_WHAT YOU ARE ASKED TO DO:_
Nothing but a number is wanted here: the count of lines in the data holding the word "whole".

(Stored items from a collection)
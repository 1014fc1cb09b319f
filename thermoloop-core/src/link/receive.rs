//! Serial receive path
//!
//! Bytes go through the count-based [`FrameAccumulator`]; every completed
//! window is validated and, if it is a setpoint command, applied to the
//! [`SharedSetpoint`] immediately, still in the receive context.

use thermoloop_protocol::{FrameAccumulator, HostCommand, RxFrame};

use super::setpoint::SharedSetpoint;

/// What a received byte led to
#[derive(Debug, Clone, Copy, PartialEq, Eq)]
#[cfg_attr(feature = "defmt", derive(defmt::Format))]
pub enum ReceiveEvent {
    /// Window not complete yet
    Pending,
    /// A setpoint command was applied
    SetpointApplied(u16),
    /// A complete window failed validation and was dropped
    Discarded(RxFrame),
}

/// Validate a frame and apply it to the setpoint
///
/// Returns the new setpoint, or `None` when the frame was dropped. Nothing
/// is reported back to the host either way.
pub fn dispatch(frame: &RxFrame, setpoint: &SharedSetpoint) -> Option<u16> {
    match HostCommand::from_frame(frame) {
        Ok(HostCommand::SetSetpoint(value)) => {
            setpoint.store(value);
            Some(value)
        }
        Err(_) => None,
    }
}

/// Receive-side state: the frame accumulator plus the setpoint it feeds
pub struct ReceivePath<'a> {
    accumulator: FrameAccumulator,
    setpoint: &'a SharedSetpoint,
}

impl<'a> ReceivePath<'a> {
    pub fn new(setpoint: &'a SharedSetpoint) -> Self {
        Self {
            accumulator: FrameAccumulator::new(),
            setpoint,
        }
    }

    /// Handle one received byte
    pub fn on_receive(&mut self, byte: u8) -> ReceiveEvent {
        let Some(frame) = self.accumulator.feed(byte) else {
            return ReceiveEvent::Pending;
        };

        match dispatch(&frame, self.setpoint) {
            Some(value) => ReceiveEvent::SetpointApplied(value),
            None => ReceiveEvent::Discarded(frame),
        }
    }

    /// Bytes collected towards the next window
    pub fn pending(&self) -> usize {
        self.accumulator.pending()
    }
}

#[cfg(test)]
mod tests {
    use super::*;
    use thermoloop_protocol::{encode_setpoint, encode_telemetry};

    fn feed_all(path: &mut ReceivePath<'_>, bytes: &[u8]) -> ReceiveEvent {
        let mut last = ReceiveEvent::Pending;
        for &b in bytes {
            last = path.on_receive(b);
        }
        last
    }

    #[test]
    fn test_setpoint_frame_applied() {
        let setpoint = SharedSetpoint::new(0);
        let mut path = ReceivePath::new(&setpoint);

        let event = feed_all(&mut path, &[0x55, 0x01, 0x09, 0x19, 0xAA]);
        assert_eq!(event, ReceiveEvent::SetpointApplied(2329));
        assert_eq!(setpoint.load(), 0x0919);
    }

    #[test]
    fn test_any_altered_framing_byte_is_dropped() {
        let good = [0x55, 0x01, 0x09, 0x19, 0xAA];
        for (index, replacement) in [(0, 0x54), (1, 0x03), (4, 0xAB)] {
            let setpoint = SharedSetpoint::new(1234);
            let mut path = ReceivePath::new(&setpoint);

            let mut bytes = good;
            bytes[index] = replacement;
            let event = feed_all(&mut path, &bytes);

            assert_eq!(event, ReceiveEvent::Discarded(RxFrame::from_bytes(bytes)));
            assert_eq!(setpoint.load(), 1234);
        }
    }

    #[test]
    fn test_telemetry_echo_is_not_applied() {
        let setpoint = SharedSetpoint::new(2500);
        let mut path = ReceivePath::new(&setpoint);

        let event = feed_all(&mut path, &encode_telemetry(2329));
        assert!(matches!(event, ReceiveEvent::Discarded(_)));
        assert_eq!(setpoint.load(), 2500);
    }

    #[test]
    fn test_pending_until_fifth_byte() {
        let setpoint = SharedSetpoint::new(0);
        let mut path = ReceivePath::new(&setpoint);

        for &b in &encode_setpoint(3000)[..4] {
            assert_eq!(path.on_receive(b), ReceiveEvent::Pending);
        }
        assert_eq!(path.pending(), 4);
        assert_eq!(setpoint.load(), 0);
    }

    #[test]
    fn test_misalignment_is_not_repaired() {
        let setpoint = SharedSetpoint::new(100);
        let mut path = ReceivePath::new(&setpoint);

        // One stray byte, then two valid frames: both windows straddle
        let mut stream = [0u8; 11];
        stream[1..6].copy_from_slice(&encode_setpoint(2000));
        stream[6..].copy_from_slice(&encode_setpoint(3000));

        let mut discarded = 0;
        for &b in &stream {
            match path.on_receive(b) {
                ReceiveEvent::Discarded(_) => discarded += 1,
                ReceiveEvent::SetpointApplied(v) => panic!("applied {v} from a shifted window"),
                ReceiveEvent::Pending => {}
            }
        }

        assert_eq!(discarded, 2);
        assert_eq!(path.pending(), 1);
        assert_eq!(setpoint.load(), 100);
    }

    #[test]
    fn test_direct_dispatch() {
        let setpoint = SharedSetpoint::new(0);
        let frame = RxFrame::from_bytes(encode_setpoint(4200));
        assert_eq!(dispatch(&frame, &setpoint), Some(4200));
        assert_eq!(setpoint.load(), 4200);

        let frame = RxFrame::from_bytes(encode_telemetry(4300));
        assert_eq!(dispatch(&frame, &setpoint), None);
        assert_eq!(setpoint.load(), 4200);
    }
}
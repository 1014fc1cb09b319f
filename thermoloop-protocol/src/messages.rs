//! Message types carried inside frames

use crate::frame::{RxFrame, FRAME_END, FRAME_START};

/// Message type identifiers
#[derive(Debug, Clone, Copy, PartialEq, Eq)]
#[cfg_attr(feature = "defmt", derive(defmt::Format))]
#[repr(u8)]
pub enum MessageType {
    /// Host → device: new setpoint
    Setpoint = 0x01,
    /// Device → host: latest sensor sample
    Telemetry = 0x02,
}

impl MessageType {
    /// Convert from byte value
    pub fn from_u8(value: u8) -> Option<Self> {
        match value {
            0x01 => Some(Self::Setpoint),
            0x02 => Some(Self::Telemetry),
            _ => None,
        }
    }
}

/// Reasons a received window is not a usable command
///
/// None of these are reported back to the host.
#[derive(Debug, Clone, Copy, PartialEq, Eq)]
#[cfg_attr(feature = "defmt", derive(defmt::Format))]
pub enum FrameError {
    /// First byte is not 0x55
    BadStart(u8),
    /// Last byte is not 0xAA
    BadEnd(u8),
    /// Type byte is not something the host may send
    UnexpectedType(u8),
}

/// Commands the host can send to the device
#[derive(Debug, Clone, Copy, PartialEq, Eq)]
#[cfg_attr(feature = "defmt", derive(defmt::Format))]
pub enum HostCommand {
    /// Replace the setpoint (°C × 100)
    SetSetpoint(u16),
}

impl HostCommand {
    /// Validate a received window
    ///
    /// Exactly three bytes are checked: START, TYPE and END. The value bytes
    /// are taken as-is.
    pub fn from_frame(frame: &RxFrame) -> Result<Self, FrameError> {
        if frame.start != FRAME_START {
            return Err(FrameError::BadStart(frame.start));
        }
        if frame.end != FRAME_END {
            return Err(FrameError::BadEnd(frame.end));
        }
        match MessageType::from_u8(frame.msg_type) {
            Some(MessageType::Setpoint) => Ok(Self::SetSetpoint(frame.value())),
            _ => Err(FrameError::UnexpectedType(frame.msg_type)),
        }
    }
}

#[cfg(test)]
mod tests {
    use super::*;
    use crate::frame::{encode_setpoint, encode_telemetry};

    #[test]
    fn test_setpoint_frame_accepted() {
        let frame = RxFrame::from_bytes([0x55, 0x01, 0x09, 0x19, 0xAA]);
        assert_eq!(
            HostCommand::from_frame(&frame),
            Ok(HostCommand::SetSetpoint(2329))
        );
    }

    #[test]
    fn test_bad_delimiters_rejected() {
        let frame = RxFrame::from_bytes([0x55, 0x01, 0x09, 0x19, 0xAB]);
        assert_eq!(HostCommand::from_frame(&frame), Err(FrameError::BadEnd(0xAB)));

        let frame = RxFrame::from_bytes([0x54, 0x01, 0x09, 0x19, 0xAA]);
        assert_eq!(
            HostCommand::from_frame(&frame),
            Err(FrameError::BadStart(0x54))
        );
    }

    #[test]
    fn test_telemetry_frame_is_not_a_command() {
        let frame = RxFrame::from_bytes(encode_telemetry(2329));
        assert_eq!(
            HostCommand::from_frame(&frame),
            Err(FrameError::UnexpectedType(0x02))
        );
    }

    #[test]
    fn test_value_bytes_are_not_checked() {
        let frame = RxFrame::from_bytes(encode_setpoint(0xAA55));
        assert_eq!(
            HostCommand::from_frame(&frame),
            Ok(HostCommand::SetSetpoint(0xAA55))
        );
    }

    #[test]
    fn test_message_type_from_u8() {
        assert_eq!(MessageType::from_u8(0x01), Some(MessageType::Setpoint));
        assert_eq!(MessageType::from_u8(0x02), Some(MessageType::Telemetry));
        assert_eq!(MessageType::from_u8(0x03), None);
    }
}
//! Setpoint shared between the receive path and the control loop

use core::cell::Cell;

use embassy_sync::blocking_mutex::raw::CriticalSectionRawMutex;
use embassy_sync::blocking_mutex::Mutex;

/// Setpoint cell guarded by a critical section
///
/// The value is two bytes wide; every access happens with interrupts masked
/// so the control step can never observe one new and one old byte. The
/// critical section covers a single load or store and nothing else.
pub struct SharedSetpoint {
    inner: Mutex<CriticalSectionRawMutex, Cell<u16>>,
}

impl SharedSetpoint {
    /// Create a cell holding `initial` (°C × 100)
    pub const fn new(initial: u16) -> Self {
        Self {
            inner: Mutex::new(Cell::new(initial)),
        }
    }

    /// Replace the setpoint
    pub fn store(&self, setpoint: u16) {
        self.inner.lock(|cell| cell.set(setpoint));
    }

    /// Read the setpoint
    pub fn load(&self) -> u16 {
        self.inner.lock(|cell| cell.get())
    }
}
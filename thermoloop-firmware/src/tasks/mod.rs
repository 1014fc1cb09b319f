//! Embassy async tasks
//!
//! The control loop itself runs in the main task; these only feed it.

pub mod serial_rx;
pub mod tick;

pub use serial_rx::serial_rx_task;
pub use tick::tick_task;
//! Host link receive task
//!
//! Feeds received bytes through the receive path, which applies setpoint
//! frames to the shared setpoint as soon as the fifth byte arrives.

use defmt::*;
use embassy_rp::uart::BufferedUartRx;
use embedded_io_async::Read;

use thermoloop_core::link::{ReceiveEvent, ReceivePath};

use crate::channels::SETPOINT;

/// Buffer size for UART receive
const RX_BUF_SIZE: usize = 16;

#[embassy_executor::task]
pub async fn serial_rx_task(mut rx: BufferedUartRx) {
    info!("Serial RX task started");

    let mut path = ReceivePath::new(&SETPOINT);
    let mut buf = [0u8; RX_BUF_SIZE];

    loop {
        match rx.read(&mut buf).await {
            Ok(n) => {
                for &byte in &buf[..n] {
                    match path.on_receive(byte) {
                        ReceiveEvent::Pending => {}
                        ReceiveEvent::SetpointApplied(setpoint) => {
                            debug!("Setpoint: {}", setpoint);
                        }
                        ReceiveEvent::Discarded(frame) => {
                            trace!("Dropped frame {:?}", frame);
                        }
                    }
                }
            }
            Err(e) => {
                warn!("UART read error: {:?}", e);
            }
        }
    }
}
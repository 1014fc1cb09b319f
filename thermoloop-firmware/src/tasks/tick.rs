//! Control period timer
//!
//! Only raises the tick flag; the control step runs in the main loop.

use defmt::*;
use embassy_time::{Duration, Ticker};

use crate::channels::TICK_DUE;

#[embassy_executor::task]
pub async fn tick_task(period_ms: u32) {
    info!("Tick task started ({} ms)", period_ms);

    let mut ticker = Ticker::every(Duration::from_millis(u64::from(period_ms)));

    loop {
        ticker.next().await;

        if TICK_DUE.is_due() {
            trace!("Tick overrun, coalescing");
        }
        TICK_DUE.raise();
    }
}
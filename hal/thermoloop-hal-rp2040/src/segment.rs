//! Seven-segment display on plain GPIOs
//!
//! Eight segment lines (a-g, dp) and eight digit select lines, all active
//! high. Any [`OutputPin`] works, so the same driver serves expander chips.

use thermoloop_core::traits::SegmentDisplay;
use thermoloop_hal::OutputPin;

/// Multiplexed display driven bit-by-bit from two pin banks
pub struct GpioSegmentDisplay<P> {
    segments: [P; 8],
    digits: [P; 8],
}

impl<P: OutputPin> GpioSegmentDisplay<P> {
    /// `segments[0]` is segment a, `digits[0]` the leftmost digit
    pub fn new(segments: [P; 8], digits: [P; 8]) -> Self {
        let mut display = Self { segments, digits };
        display.set_select(0);
        display
    }
}

fn write_bank<P: OutputPin>(pins: &mut [P; 8], bits: u8) {
    for (bit, pin) in pins.iter_mut().enumerate() {
        pin.set_state(bits & (1 << bit) != 0);
    }
}

impl<P: OutputPin> SegmentDisplay for GpioSegmentDisplay<P> {
    fn set_select(&mut self, select: u8) {
        write_bank(&mut self.digits, select);
    }

    fn set_segments(&mut self, segments: u8) {
        write_bank(&mut self.segments, segments);
    }
}
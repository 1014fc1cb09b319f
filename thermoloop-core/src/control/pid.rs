//! PID heater controller
//!
//! Incremental ("velocity form") PID: every step adds the PID correction to
//! the previous output instead of recomputing it, so the heater duty moves
//! continuously even when gains are retuned at runtime. The integral is
//! clamped after accumulation on every step, which bounds windup while the
//! heater cannot keep up with the setpoint.
//!
//! Error terms are whole °C × 100 counts; gains and accumulators are `f32`.
//! The actuator command and the displayed value are truncating casts.

use crate::config::{ControlConfig, PidGains};

/// Controller state
///
/// `setpoint` is a private copy refreshed from the shared setpoint before
/// each step; everything else is only touched by [`PidController::step`].
#[derive(Debug, Clone, Copy, Default, PartialEq)]
#[cfg_attr(feature = "defmt", derive(defmt::Format))]
pub struct ControlState {
    /// Target temperature (°C × 100, raw wire value)
    pub setpoint: i32,
    /// Error of the current step
    pub error_now: i32,
    /// Error of the previous step
    pub error_prev: i32,
    /// Error two steps back
    pub error_prev2: i32,
    /// Clamped error sum
    pub integral: f32,
    /// First difference of the error
    pub derivative: f32,
    /// Accumulated output, clamped to the configured range
    pub output: f32,
}

/// PID controller configuration
#[derive(Debug, Clone, Copy, PartialEq)]
#[cfg_attr(feature = "defmt", derive(defmt::Format))]
pub struct PidConfig {
    /// PID gains
    pub gains: PidGains,
    /// Integral windup limit
    pub integral_limit: f32,
    /// Output lower bound
    pub output_min: f32,
    /// Output upper bound
    pub output_max: f32,
}

impl Default for PidConfig {
    fn default() -> Self {
        Self::from(&ControlConfig::default())
    }
}

impl From<&ControlConfig> for PidConfig {
    fn from(config: &ControlConfig) -> Self {
        Self {
            gains: config.gains,
            integral_limit: config.integral_limit,
            output_min: config.output_min,
            output_max: config.output_max,
        }
    }
}

/// Result of one control step
#[derive(Debug, Clone, Copy, PartialEq, Eq)]
#[cfg_attr(feature = "defmt", derive(defmt::Format))]
pub struct StepOutput {
    /// Heater duty, the accumulated output truncated to `u8`
    pub actuator: u8,
    /// Sample in whole degrees (sample / 100, truncated)
    pub display_value: u16,
}

/// Wire values are 16-bit and the error arithmetic treats them as signed
fn as_signed16(value: i32) -> i32 {
    i32::from(value as i16)
}

/// Limit `value` to `[min, max]`
///
/// Unlike `f32::clamp` this never panics; with inverted bounds `min` wins.
fn bound(value: f32, min: f32, max: f32) -> f32 {
    value.min(max).max(min)
}

/// PID controller
///
/// The configuration is not checked here; [`ControlConfig::validate`]
/// rejects bounds that would make the clamps meaningless.
pub struct PidController {
    config: PidConfig,
    state: ControlState,
}

impl PidController {
    /// Create a new PID controller with zeroed state and setpoint
    pub fn new(config: PidConfig) -> Self {
        Self {
            config,
            state: ControlState::default(),
        }
    }

    /// Replace the setpoint (°C × 100)
    ///
    /// History and accumulators are kept, so the output changes smoothly.
    pub fn set_setpoint(&mut self, setpoint: u16) {
        self.state.setpoint = i32::from(setpoint);
    }

    /// Update PID gains
    ///
    /// State is kept: because the output is accumulated, new gains only
    /// change the slope of future corrections, never the current duty.
    pub fn set_gains(&mut self, gains: PidGains) {
        self.config.gains = gains;
    }

    /// Current PID gains
    pub fn gains(&self) -> &PidGains {
        &self.config.gains
    }

    /// Controller state after the last step
    pub fn state(&self) -> &ControlState {
        &self.state
    }

    /// Run one control step on a fresh sample
    pub fn step(&mut self, sample: u16) -> StepOutput {
        let state = &mut self.state;
        let config = &self.config;

        state.error_prev2 = state.error_prev;
        state.error_prev = state.error_now;
        state.error_now = as_signed16(state.setpoint) - as_signed16(i32::from(sample));

        // Anti-windup: clamp after accumulating, every step
        state.integral = bound(
            state.integral + state.error_now as f32,
            -config.integral_limit,
            config.integral_limit,
        );

        state.derivative = (state.error_now - state.error_prev) as f32;

        let gains = &config.gains;
        let correction = gains.kp * state.error_now as f32
            + gains.ki * state.integral
            + gains.kd * state.derivative;
        state.output = bound(
            state.output + correction,
            config.output_min,
            config.output_max,
        );

        StepOutput {
            actuator: state.output as u8,
            display_value: sample / 100,
        }
    }
}

#[cfg(test)]
mod tests {
    use super::*;

    fn controller() -> PidController {
        PidController::new(PidConfig::default())
    }

    #[test]
    fn test_error_history_shifts() {
        let mut pid = controller();
        pid.set_setpoint(2500);

        pid.step(2400);
        pid.step(2450);
        pid.step(2480);

        let state = pid.state();
        assert_eq!(state.error_now, 20);
        assert_eq!(state.error_prev, 50);
        assert_eq!(state.error_prev2, 100);
        assert_eq!(state.derivative, -30.0);
    }

    #[test]
    fn test_first_step_values() {
        let mut pid = controller();
        pid.set_setpoint(2500);

        let out = pid.step(2300);
        let state = pid.state();

        // e = 200, integral = 200, derivative = 200
        // correction = 0.5*200 + 0.017*200 + 0.3*200 = 163.4
        assert_eq!(state.integral, 200.0);
        assert_eq!(state.derivative, 200.0);
        assert!(state.output > 163.39 && state.output < 163.41);
        assert_eq!(out.actuator, 163);
        assert_eq!(out.display_value, 23);
    }

    #[test]
    fn test_integral_clamped_after_accumulation() {
        let mut pid = controller();
        pid.set_setpoint(5000);

        for _ in 0..10 {
            pid.step(2000);
        }
        assert_eq!(pid.state().integral, 1000.0);

        pid.set_setpoint(0);
        for _ in 0..10 {
            pid.step(2000);
        }
        assert_eq!(pid.state().integral, -1000.0);
    }

    #[test]
    fn test_output_saturates() {
        let mut pid = controller();
        pid.set_setpoint(9000);
        for _ in 0..5 {
            assert_eq!(pid.step(1000).actuator, 255);
        }

        pid.set_setpoint(1000);
        for _ in 0..20 {
            pid.step(9000);
        }
        assert_eq!(pid.state().output, 0.0);
        assert_eq!(pid.step(9000).actuator, 0);
    }

    #[test]
    fn test_output_accumulates() {
        let config = PidConfig {
            gains: PidGains {
                kp: 0.1,
                ki: 0.0,
                kd: 0.0,
            },
            ..Default::default()
        };
        let mut pid = PidController::new(config);
        pid.set_setpoint(2100);

        // Constant error of 100 adds 10 per step
        assert_eq!(pid.step(2000).actuator, 10);
        assert_eq!(pid.step(2000).actuator, 20);
        assert_eq!(pid.step(2000).actuator, 30);
    }

    #[test]
    fn test_gain_change_keeps_output() {
        let mut pid = controller();
        pid.set_setpoint(2400);
        pid.step(2300);
        let before = pid.state().output;

        pid.set_gains(PidGains {
            kp: 2.0,
            ki: 0.1,
            kd: 0.0,
        });
        assert_eq!(pid.state().output, before);
        assert_eq!(pid.gains().kp, 2.0);
    }

    #[test]
    fn test_wire_values_are_signed_16_bit() {
        let mut pid = controller();
        // 0xFFFF reads as -1
        pid.set_setpoint(0xFFFF);
        pid.step(1);
        assert_eq!(pid.state().error_now, -2);
    }

    #[test]
    fn test_configured_bounds() {
        let config = PidConfig {
            integral_limit: 50.0,
            output_max: 100.0,
            ..Default::default()
        };
        let mut pid = PidController::new(config);
        pid.set_setpoint(3000);
        for _ in 0..10 {
            pid.step(2000);
        }
        assert_eq!(pid.state().integral, 50.0);
        assert_eq!(pid.state().output, 100.0);
    }

    #[test]
    fn test_inverted_bounds_do_not_panic() {
        let config = PidConfig {
            integral_limit: -1.0,
            output_min: 200.0,
            output_max: 100.0,
            ..Default::default()
        };
        let mut pid = PidController::new(config);
        pid.set_setpoint(3000);

        let out = pid.step(2000);
        assert_eq!(pid.state().integral, 1.0);
        assert_eq!(pid.state().output, 200.0);
        assert_eq!(out.actuator, 200);
    }
}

_RESPONSE:_
2